Medical Treatment Guidelines (Guidelines) for the mid and low back, neck, knee, and shoulder were adopted by the Chair of the Workers' Compensation Board on November 3, 2010, when subchapter C of Title 12 NYCRR was amended to add new Part 324. The Guidelines apply to all treatment provided to their respective body parts on or after December 1, 2010, regardless of the accident date or the date of disablement (12 NYCRR 324.2[a]). Except for occasions when a variance request to depart from the Guidelines has been approved by the self-insured employer/insurance carrier or authorized by the Board, treating providers must treat all existing and new work-related injuries, illnesses, or occupational diseases involving those body parts in accordance with the Guidelines (id.).
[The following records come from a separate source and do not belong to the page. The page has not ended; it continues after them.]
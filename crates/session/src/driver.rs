//! Driver entry object
//!
//! Owns the registry and receives the platform's lifecycle events: attach,
//! detach, suspend, resume and the two halves of a device reset. Clients come
//! in through [`Driver::open`].

use crate::config::SessionConfig;
use crate::device::DeviceSession;
use crate::error::{Result, SessionError};
use crate::handle::ClientHandle;
use crate::power::PowerPolicy;
use crate::registry::SessionRegistry;
use crate::transfer::{Direction, Endpoint, Transport};
use std::sync::Arc;
use tracing::{debug, info, warn};

/// USB transfer type of an endpoint
#[derive(Debug, Clone, Copy, PartialEq, Eq)]
pub enum TransferKind {
    Control,
    Isochronous,
    Bulk,
    Interrupt,
}

#[derive(Debug, Clone, Copy, PartialEq, Eq)]
pub struct EndpointDescriptor {
    pub address: u8,
    pub kind: TransferKind,
    pub max_packet_size: u16,
}

impl EndpointDescriptor {
    pub fn direction(&self) -> Direction {
        Direction::from_address(self.address)
    }

    pub fn is_bulk_in(&self) -> bool {
        self.kind == TransferKind::Bulk && self.direction() == Direction::In
    }

    pub fn is_bulk_out(&self) -> bool {
        self.kind == TransferKind::Bulk && self.direction() == Direction::Out
    }

    fn to_endpoint(self) -> Endpoint {
        Endpoint::new(self.address, usize::from(self.max_packet_size))
    }
}

/// The interface offered on attach
#[derive(Debug, Clone, PartialEq, Eq)]
pub struct InterfaceDescriptor {
    pub number: u8,
    pub endpoints: Vec<EndpointDescriptor>,
}

impl InterfaceDescriptor {
    /// First bulk-in and first bulk-out endpoint, if both exist
    pub fn bulk_pair(&self) -> Option<(Endpoint, Endpoint)> {
        let bulk_in = self
            .endpoints
            .iter()
            .find(|e| e.is_bulk_in() && e.max_packet_size > 0)?;
        let bulk_out = self.endpoints.iter().find(|e| e.is_bulk_out())?;
        Some((bulk_in.to_endpoint(), bulk_out.to_endpoint()))
    }
}

#[derive(Debug, Clone, Copy, Default, PartialEq, Eq)]
pub struct OpenFlags {
    pub nonblocking: bool,
}

pub struct Driver {
    config: SessionConfig,
    power: Arc<dyn PowerPolicy>,
    registry: SessionRegistry,
}

impl Driver {
    pub fn new(config: SessionConfig, power: Arc<dyn PowerPolicy>) -> Self {
        let registry = SessionRegistry::new(config.minor_base, config.max_minors);
        Self {
            config,
            power,
            registry,
        }
    }

    pub fn config(&self) -> &SessionConfig {
        &self.config
    }

    pub fn registry(&self) -> &SessionRegistry {
        &self.registry
    }

    /// Probe an interface and publish a session for it
    pub fn on_attach(
        &self,
        interface: &InterfaceDescriptor,
        transport: Arc<dyn Transport>,
    ) -> Result<u32> {
        let Some((bulk_in, bulk_out)) = interface.bulk_pair() else {
            warn!(
                "Interface {} lacks a bulk-in/bulk-out pair ({} endpoint(s))",
                interface.number,
                interface.endpoints.len()
            );
            return Err(SessionError::NoEndpoints);
        };

        let session = DeviceSession::new(
            interface.number,
            Some(bulk_in),
            bulk_out,
            transport,
            Arc::clone(&self.power),
            self.config.clone(),
        );
        let minor = self.registry.register(session)?;

        info!(
            "Attached interface {} as minor {} (in {:#04x}/{} bytes, out {:#04x})",
            interface.number,
            minor,
            bulk_in.address,
            bulk_in.max_packet_size,
            bulk_out.address
        );
        Ok(minor)
    }

    pub async fn on_detach(&self, minor: u32) -> Result<()> {
        let session = self
            .registry
            .unregister(minor)
            .ok_or(SessionError::NotFound(minor))?;
        session.disconnect().await;
        Ok(())
    }

    pub async fn on_suspend(&self, minor: u32) -> Result<()> {
        self.registry.lookup_and_acquire(minor)?.suspend().await;
        Ok(())
    }

    pub async fn on_resume(&self, minor: u32) -> Result<()> {
        self.registry.lookup_and_acquire(minor)?.resume().await;
        Ok(())
    }

    pub async fn on_pre_reset(&self, minor: u32) -> Result<()> {
        self.registry.lookup_and_acquire(minor)?.pre_reset().await;
        Ok(())
    }

    pub async fn on_post_reset(&self, minor: u32) -> Result<()> {
        self.registry.lookup_and_acquire(minor)?.post_reset().await;
        Ok(())
    }

    /// Open a client handle on the session registered under `minor`
    pub async fn open(&self, minor: u32, flags: OpenFlags) -> Result<ClientHandle> {
        let session = self.registry.lookup_and_acquire(minor)?;
        session.open().await?;
        debug!(
            "New handle on minor {} (nonblocking: {})",
            minor, flags.nonblocking
        );
        Ok(ClientHandle::new(session, flags.nonblocking))
    }

    /// Detach every registered session
    pub async fn shutdown(&self) {
        let sessions = self.registry.drain();
        if !sessions.is_empty() {
            info!("Shutting down {} session(s)", sessions.len());
        }
        for session in sessions {
            session.disconnect().await;
        }
    }
}

impl std::fmt::Debug for Driver {
    fn fmt(&self, f: &mut std::fmt::Formatter<'_>) -> std::fmt::Result {
        f.debug_struct("Driver")
            .field("config", &self.config)
            .field("registry", &self.registry)
            .finish_non_exhaustive()
    }
}

#[cfg(test)]
mod tests {
    use super::*;
    use crate::mock::{MockPower, MockTransport};

    fn bulk(address: u8, max_packet_size: u16) -> EndpointDescriptor {
        EndpointDescriptor {
            address,
            kind: TransferKind::Bulk,
            max_packet_size,
        }
    }

    #[test]
    fn test_bulk_pair_takes_first_of_each() {
        let interface = InterfaceDescriptor {
            number: 0,
            endpoints: vec![
                EndpointDescriptor {
                    address: 0x83,
                    kind: TransferKind::Interrupt,
                    max_packet_size: 8,
                },
                bulk(0x81, 512),
                bulk(0x02, 512),
                bulk(0x82, 64),
                bulk(0x04, 64),
            ],
        };
        let (bulk_in, bulk_out) = interface.bulk_pair().unwrap();
        assert_eq!(bulk_in, Endpoint::new(0x81, 512));
        assert_eq!(bulk_out, Endpoint::new(0x02, 512));
    }

    #[test]
    fn test_attach_without_bulk_out_fails() {
        let driver = Driver::new(SessionConfig::default(), MockPower::new());
        let interface = InterfaceDescriptor {
            number: 0,
            endpoints: vec![bulk(0x81, 64)],
        };
        assert_eq!(
            driver.on_attach(&interface, MockTransport::new()),
            Err(SessionError::NoEndpoints)
        );
        assert!(driver.registry().is_empty());
    }

    #[test]
    fn test_unvalidated_minor_range_exhausts_instead_of_overflowing() {
        let config = SessionConfig {
            minor_base: u32::MAX,
            max_minors: 16,
            ..Default::default()
        };
        let driver = Driver::new(config, MockPower::new());
        let interface = InterfaceDescriptor {
            number: 0,
            endpoints: vec![bulk(0x81, 64), bulk(0x02, 64)],
        };
        assert_eq!(
            driver.on_attach(&interface, MockTransport::new()),
            Err(SessionError::ResourceExhausted)
        );
    }

    #[tokio::test]
    async fn test_lifecycle_hooks_need_registered_minor() {
        let driver = Driver::new(SessionConfig::default(), MockPower::new());
        assert_eq!(driver.on_detach(192).await, Err(SessionError::NotFound(192)));
        assert_eq!(driver.on_suspend(192).await, Err(SessionError::NotFound(192)));
        assert!(matches!(
            driver.open(192, OpenFlags::default()).await,
            Err(SessionError::NotFound(192))
        ));
    }

    #[tokio::test]
    async fn test_attach_open_detach() {
        let driver = Driver::new(SessionConfig::default(), MockPower::new());
        let interface = InterfaceDescriptor {
            number: 1,
            endpoints: vec![bulk(0x81, 64), bulk(0x02, 64)],
        };

        let minor = driver.on_attach(&interface, MockTransport::new()).unwrap();
        assert_eq!(minor, 192);

        let handle = driver.open(minor, OpenFlags::default()).await.unwrap();
        assert_eq!(handle.minor(), minor);

        driver.on_detach(minor).await.unwrap();
        assert!(driver.registry().is_empty());
        // The handle keeps the session alive after detach
        assert!(handle.device().is_some());
    }

    #[tokio::test]
    async fn test_shutdown_detaches_everything() {
        let driver = Driver::new(SessionConfig::default(), MockPower::new());
        let interface = InterfaceDescriptor {
            number: 0,
            endpoints: vec![bulk(0x81, 64), bulk(0x02, 64)],
        };
        driver.on_attach(&interface, MockTransport::new()).unwrap();
        driver.on_attach(&interface, MockTransport::new()).unwrap();

        driver.shutdown().await;
        assert!(driver.registry().is_empty());
    }
}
Prior to providing a specific treatment for the mid and low back, neck, knee, and shoulder, a treating provider may request approval to vary from the Guidelines on Board form MG-2 by answering all questions completely (12 NYCRR 324.3[a]). The claimant and the provider have the burden of proof that the treatment requested is appropriate and medically necessary for the claimant (12 NYCRR 324.3[a][i][a]; 324.3[d]). In addition, the provider must set forth that claimant agrees to the proposed medical care and explain why alternatives under the Guidelines are not appropriate for the claimant (12 NYCRR 324.3[a][i][b] and [c]). For appropriate claims, the provider may describe any signs or symptoms that have failed to improve in accordance with treatment provided by the Guidelines or may describe functional outcomes that have continued to demonstrate objective improvement with a specific course of treatment (12 NYCRR 324.3[a][ii]). Failure to meet the burden of proof shall result in a denial of the variance request.
The Mid and Low Back Injury Guidelines provide that chiropractic treatment is recommended for a maximum duration of three months when accompanied by objective measures of improvement (Guidelines § D.10.a). The Guidelines note that "[e]xtended durations of care beyond what is considered 'maximum' may be necessary in cases of re-injury, interrupted continuity of care, exacerbation of symptoms, and in those patients with comorbidities," but "[t]here is no efficacy for chronic treatment (manipulation several times a month for years) and chronic treatment is not recommended." (Id.).
In the present case, Dr. Syracuse did not submit sufficient evidence to justify the variance requested. Instead of stating the medical necessity of the treatment requested on the Form MG-2, Dr. Syracuse submitted what appears to be a form letter, setting forth general statements regarding the Guidelines, and indicating that the claimant has experienced improvements and/or exacerbations, without any reference to specific reports or conditions. Furthermore, Dr. Syracuse's medical records indicate that the claimant's condition fluctuated in the year prior to his request for additional chiropractic treatment without any clear trajectory of improvement, and do not record any exacerbations. Thus, despite Dr. Syracuse's unspecific statements of improvement, the record does not reflect that claimant has shown any significant or lasting objective functional improvements as a result of the chiropractic treatment.
Therefore, Dr. Syracuse did not meet his burden of producing sufficient evidence to justify a variance, and that request is therefore denied.
ACCORDINGLY, the WCLJ decision filed on August 1, 2011 is AMENDED to deny the request for additional chiropractic treatment. No further action is planned at this time.